* [What you have to do] Below are some entries. Copy each line in them that holds "collect".

Dataset records Start Marker

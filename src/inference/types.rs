use std::fmt;

use serde::{Deserialize, Serialize};

/// Who authored a message. Serializes to the chat-completions role names.
#[derive(Serialize, Deserialize, Debug, PartialEq, Eq, Clone, Copy)]
#[serde(rename_all = "lowercase")]
pub enum Role {
    /// Persona and formatting rules. Only ever sent, never stored in a Conversation.
    System,
    User,
    Assistant,
}

#[derive(Serialize, Deserialize, Debug, Clone, PartialEq)]
pub struct Message {
    pub role: Role,
    pub content: String,
}

impl Message {
    pub fn user(content: impl Into<String>) -> Self {
        Self {
            role: Role::User,
            content: content.into(),
        }
    }

    pub fn assistant(content: impl Into<String>) -> Self {
        Self {
            role: Role::Assistant,
            content: content.into(),
        }
    }
}

/// Ordered chat history for one session.
///
/// Messages are append-only: the vector is private and handed out as a slice,
/// so the only ways to change it are [`push`](Self::push) and [`reset`](Self::reset).
#[derive(Debug, Clone, PartialEq)]
pub struct Conversation {
    messages: Vec<Message>,
    /// Bumped on every reset so renderers can drop cached layout.
    epoch: u64,
}

impl Conversation {
    /// Creates a conversation seeded with an assistant greeting.
    pub fn new(greeting: &str) -> Self {
        Self {
            messages: vec![Message::assistant(greeting)],
            epoch: 0,
        }
    }

    pub fn messages(&self) -> &[Message] {
        &self.messages
    }

    pub fn len(&self) -> usize {
        self.messages.len()
    }

    pub fn is_empty(&self) -> bool {
        self.messages.is_empty()
    }

    pub fn last(&self) -> Option<&Message> {
        self.messages.last()
    }

    pub fn epoch(&self) -> u64 {
        self.epoch
    }

    /// Appends a message and returns a reference to it.
    pub fn push(&mut self, message: Message) -> &Message {
        self.messages.push(message);
        &self.messages[self.messages.len() - 1]
    }

    /// Clears the history in place, leaving only the given greeting.
    pub fn reset(&mut self, greeting: &str) {
        self.messages.clear();
        self.messages.push(Message::assistant(greeting));
        self.epoch += 1;
    }
}

/// API credential. `Debug` never prints the secret.
#[derive(Clone, Default, PartialEq, Eq)]
pub struct Credential(String);

impl Credential {
    pub fn new(secret: impl Into<String>) -> Self {
        Self(secret.into().trim().to_string())
    }

    pub fn is_missing(&self) -> bool {
        self.0.is_empty()
    }

    pub fn expose(&self) -> &str {
        &self.0
    }

    /// Short masked form for display, e.g. `sk-o…a1b2`.
    pub fn masked(&self) -> String {
        let chars: Vec<char> = self.0.chars().collect();
        if chars.is_empty() {
            return String::new();
        }
        if chars.len() <= 8 {
            return "•".repeat(chars.len());
        }
        let head: String = chars[..4].iter().collect();
        let tail: String = chars[chars.len() - 4..].iter().collect();
        format!("{head}…{tail}")
    }
}

impl fmt::Debug for Credential {
    fn fmt(&self, f: &mut fmt::Formatter<'_>) -> fmt::Result {
        if self.is_missing() {
            write!(f, "Credential(<missing>)")
        } else {
            write!(f, "Credential(<redacted>)")
        }
    }
}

Dataset records End Marker

* [Answer for the task]
        let chars: Vec<char> = self.0.chars().collect();
        let head: String = chars[..4].iter().collect();
        let tail: String = chars[chars.len() - 4..].iter().collect();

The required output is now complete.